use serde::{Deserialize, Serialize};
use tracing::{debug, instrument, trace};

use crate::contours::{binarize, dilate_2x2, find_components, Component};
use crate::engine::ProbabilityMap;
use crate::geometry::{min_area_quad, offset_polygon, unclip_distance, QuadBox};
use crate::types::{DetConfig, ScoreMode};

/// Shorter side a shrunk candidate box needs before it is scored.
const MIN_BOX_SIZE: f32 = 3.0;

/// A detected region and its detector score.
#[derive(Debug, Clone, Copy, PartialEq, Serialize, Deserialize)]
pub struct TextBox {
    pub quad: QuadBox,
    pub score: f32,
}

/// Differentiable-binarization post-processing: probability map to ordered boxes.
#[derive(Debug, Clone)]
pub struct DbPostProcess {
    pub thresh: f32,
    pub box_thresh: f32,
    pub max_candidates: usize,
    pub unclip_ratio: f32,
    pub use_dilation: bool,
    pub min_side_len: f32,
    pub min_component_pixels: usize,
    pub score_mode: ScoreMode,
}

impl DbPostProcess {
    pub fn new(cfg: &DetConfig) -> Self {
        Self {
            thresh: cfg.thresh,
            box_thresh: cfg.box_thresh,
            max_candidates: cfg.max_candidates,
            unclip_ratio: cfg.unclip_ratio,
            use_dilation: cfg.use_dilation,
            min_side_len: cfg.min_side_len,
            min_component_pixels: cfg.min_component_pixels,
            score_mode: cfg.score_mode,
        }
    }

    /// Boxes in the coordinates of a `dest_width x dest_height` image, ordered
    /// top-to-bottom then left-to-right. An empty result is not an error.
    #[instrument(level = "debug", skip(self, map), fields(map_w = map.width(), map_h = map.height()))]
    pub fn process(&self, map: &ProbabilityMap, dest_width: u32, dest_height: u32) -> Vec<TextBox> {
        if map.is_empty() || dest_width == 0 || dest_height == 0 {
            return Vec::new();
        }

        let mut mask = binarize(map, self.thresh);
        if self.use_dilation {
            mask = dilate_2x2(&mask);
        }

        let mut components: Vec<Component> = find_components(&mask)
            .into_iter()
            .filter(|c| c.len() >= self.min_component_pixels)
            .collect();
        // Stable: equal areas keep raster order.
        components.sort_by(|a, b| b.area().cmp(&a.area()));
        components.truncate(self.max_candidates);
        debug!(candidates = components.len(), "retained candidate components");

        let scale_x = dest_width as f32 / map.width() as f32;
        let scale_y = dest_height as f32 / map.height() as f32;

        let mut boxes: Vec<TextBox> = components
            .iter()
            .filter_map(|component| self.component_to_box(map, component, scale_x, scale_y, dest_width, dest_height))
            .collect();

        sort_boxes(&mut boxes);
        debug!(boxes = boxes.len(), "detection post-processing done");
        boxes
    }

    fn component_to_box(
        &self,
        map: &ProbabilityMap,
        component: &Component,
        scale_x: f32,
        scale_y: f32,
        dest_width: u32,
        dest_height: u32,
    ) -> Option<TextBox> {
        let quad = min_area_quad(&component.boundary)?;
        if quad.min_side() < MIN_BOX_SIZE {
            trace!(side = quad.min_side(), "candidate too small");
            return None;
        }

        let score = match self.score_mode {
            ScoreMode::Contour => component_score(map, component),
            ScoreMode::Box => box_score(map, &quad),
        };
        if score < self.box_thresh {
            trace!(score, "candidate below box threshold");
            return None;
        }

        let distance = unclip_distance(&quad.points, self.unclip_ratio);
        let expanded = offset_polygon(&quad.points, distance);
        if expanded.len() < 3 {
            trace!(distance, "unclip erased the candidate");
            return None;
        }
        let unclipped = min_area_quad(&expanded)?;
        if unclipped.min_side() < MIN_BOX_SIZE + 2.0 {
            trace!(side = unclipped.min_side(), "unclipped box too small");
            return None;
        }

        let quad = QuadBox::from_unordered(unclipped.scale(scale_x, scale_y).points)
            .clip(dest_width, dest_height);
        if quad.min_side() < self.min_side_len {
            trace!(side = quad.min_side(), "box below minimum side length");
            return None;
        }

        Some(TextBox { quad, score })
    }
}

/// Mean probability over the component's own pixels.
pub fn component_score(map: &ProbabilityMap, component: &Component) -> f32 {
    if component.is_empty() {
        return 0.0;
    }
    let sum: f64 = component
        .pixels
        .iter()
        .map(|&(x, y)| map.get(x as usize, y as usize) as f64)
        .sum();
    (sum / component.len() as f64) as f32
}

/// Mean probability over the pixels covered by `quad`.
pub fn box_score(map: &ProbabilityMap, quad: &QuadBox) -> f32 {
    let (w, h) = (map.width(), map.height());
    if w == 0 || h == 0 {
        return 0.0;
    }
    let (x0, y0, x1, y1) = quad.bounding_rect();
    let xmin = (x0.floor().max(0.0) as usize).min(w - 1);
    let xmax = (x1.ceil().max(0.0) as usize).min(w - 1);
    let ymin = (y0.floor().max(0.0) as usize).min(h - 1);
    let ymax = (y1.ceil().max(0.0) as usize).min(h - 1);

    let mut sum = 0.0f64;
    let mut count = 0usize;
    for y in ymin..=ymax {
        for x in xmin..=xmax {
            if quad.contains(x as f32, y as f32) {
                sum += map.get(x, y) as f64;
                count += 1;
            }
        }
    }

    if count == 0 {
        0.0
    } else {
        (sum / count as f64) as f32
    }
}

/// Top-to-bottom by top edge, then left-to-right. Stable, so equal keys keep
/// candidate order.
pub fn sort_boxes(boxes: &mut [TextBox]) {
    boxes.sort_by(|a, b| {
        a.quad
            .top_y()
            .total_cmp(&b.quad.top_y())
            .then(a.quad.left_x().total_cmp(&b.quad.left_x()))
    });
}
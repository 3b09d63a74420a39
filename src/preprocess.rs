use image::{imageops, imageops::FilterType, RgbImage};
use ndarray::{s, Array3, Array4};

use crate::error::EngineError;
use crate::geometry::RectifiedCrop;
use crate::types::{EngineConfig, LimitType};

/// Detector input width as a multiple of the recognizer height, before widening.
const REC_BASE_WH_RATIO: f32 = 320.0 / 48.0;

/// Resizes to a multiple of 32 and normalizes into a `[1, 3, H, W]` BGR tensor.
pub struct DetPreProcess {
    pub limit_side_len: u32,
    pub limit_type: LimitType,
    pub mean: [f32; 3],
    pub std: [f32; 3],
}

impl DetPreProcess {
    pub fn new(limit_side_len: u32, limit_type: LimitType, mean: [f32; 3], std: [f32; 3]) -> Self {
        Self {
            limit_side_len,
            limit_type,
            mean,
            std,
        }
    }

    pub fn from_config(cfg: &EngineConfig) -> Self {
        Self::new(cfg.limit_side_len, cfg.limit_type, cfg.mean, cfg.std)
    }

    pub fn run(&self, img: &RgbImage) -> Result<Array4<f32>, EngineError> {
        let resized = self.resize(img)?;
        Ok(self.normalize_and_permute(&resized))
    }

    /// Target `(width, height)` for an image of the given size.
    pub fn target_size(&self, w: u32, h: u32) -> Result<(u32, u32), EngineError> {
        let limit = self.limit_side_len as f32;
        let ratio = match self.limit_type {
            LimitType::Max => {
                let max_side = h.max(w) as f32;
                if max_side > limit {
                    limit / max_side
                } else {
                    1.0
                }
            }
            LimitType::Min => {
                let min_side = h.min(w) as f32;
                if min_side < limit {
                    limit / min_side
                } else {
                    1.0
                }
            }
        };

        let resize_h = ((h as f32 * ratio) as i64 as f32 / 32.0).round() as i64 * 32;
        let resize_w = ((w as f32 * ratio) as i64 as f32 / 32.0).round() as i64 * 32;
        if resize_h <= 0 || resize_w <= 0 {
            return Err(EngineError::Preprocess(format!(
                "image {w}x{h} resizes to an empty detector input"
            )));
        }
        Ok((resize_w as u32, resize_h as u32))
    }

    fn resize(&self, img: &RgbImage) -> Result<RgbImage, EngineError> {
        let (w, h) = img.dimensions();
        if w == 0 || h == 0 {
            return Err(EngineError::Preprocess("empty image".to_string()));
        }
        let (resize_w, resize_h) = self.target_size(w, h)?;
        Ok(imageops::resize(img, resize_w, resize_h, FilterType::Triangle))
    }

    fn normalize_and_permute(&self, img: &RgbImage) -> Array4<f32> {
        let (w, h) = img.dimensions();
        let mut out = Array4::<f32>::zeros((1, 3, h as usize, w as usize));
        let scale = 1.0 / 255.0;

        for (x, y, pix) in img.enumerate_pixels() {
            let (x, y) = (x as usize, y as usize);
            // Models expect BGR.
            let r = pix[0] as f32 * scale;
            let g = pix[1] as f32 * scale;
            let b = pix[2] as f32 * scale;

            out[[0, 0, y, x]] = (b - self.mean[0]) / self.std[0];
            out[[0, 1, y, x]] = (g - self.mean[1]) / self.std[1];
            out[[0, 2, y, x]] = (r - self.mean[2]) / self.std[2];
        }

        out
    }
}

/// Packs crops into one right-padded `[N, 3, H, W]` recognizer batch.
pub struct RecPreProcess {
    pub img_height: u32,
}

impl RecPreProcess {
    pub fn new(img_height: u32) -> Self {
        Self { img_height }
    }

    pub fn batch(&self, crops: &[RectifiedCrop]) -> Result<Array4<f32>, EngineError> {
        let img_h = self.img_height as usize;
        if img_h == 0 {
            return Err(EngineError::Preprocess("recognizer height is zero".to_string()));
        }

        let max_wh_ratio = crops
            .iter()
            .map(|c| c.aspect_ratio())
            .fold(REC_BASE_WH_RATIO, f32::max);
        let batch_width = (img_h as f32 * max_wh_ratio).round() as usize;

        let mut batch = Array4::<f32>::zeros((crops.len(), 3, img_h, batch_width));
        for (i, crop) in crops.iter().enumerate() {
            let norm = self.resize_norm_img(&crop.image, batch_width)?;
            batch.slice_mut(s![i, .., .., ..]).assign(&norm);
        }
        Ok(batch)
    }

    /// Resizes to the recognizer height keeping the aspect ratio, zero-pads on the right.
    fn resize_norm_img(&self, img: &RgbImage, img_width: usize) -> Result<Array3<f32>, EngineError> {
        let (w, h) = img.dimensions();
        if w == 0 || h == 0 {
            return Err(EngineError::Preprocess("invalid image size".to_string()));
        }

        let img_h = self.img_height;
        let ratio = w as f32 / h as f32;
        let resized_w = ((img_h as f32 * ratio).ceil() as usize).clamp(1, img_width) as u32;

        let resized = if (w, h) == (resized_w, img_h) {
            img.clone()
        } else {
            imageops::resize(img, resized_w, img_h, FilterType::Triangle)
        };

        let mut out = Array3::<f32>::zeros((3, img_h as usize, img_width));
        for (x, y, pix) in resized.enumerate_pixels() {
            let (x, y) = (x as usize, y as usize);
            let r = pix[0] as f32 / 255.0;
            let g = pix[1] as f32 / 255.0;
            let b = pix[2] as f32 / 255.0;

            out[[0, y, x]] = (b - 0.5) / 0.5;
            out[[1, y, x]] = (g - 0.5) / 0.5;
            out[[2, y, x]] = (r - 0.5) / 0.5;
        }

        Ok(out)
    }
}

——

### YOUR ASSIGNMENT
Which lines of the data contain the word "impl"? Copy each one.

### SOLUTION BELOW
impl DbPostProcess {
impl DetPreProcess {
impl RecPreProcess {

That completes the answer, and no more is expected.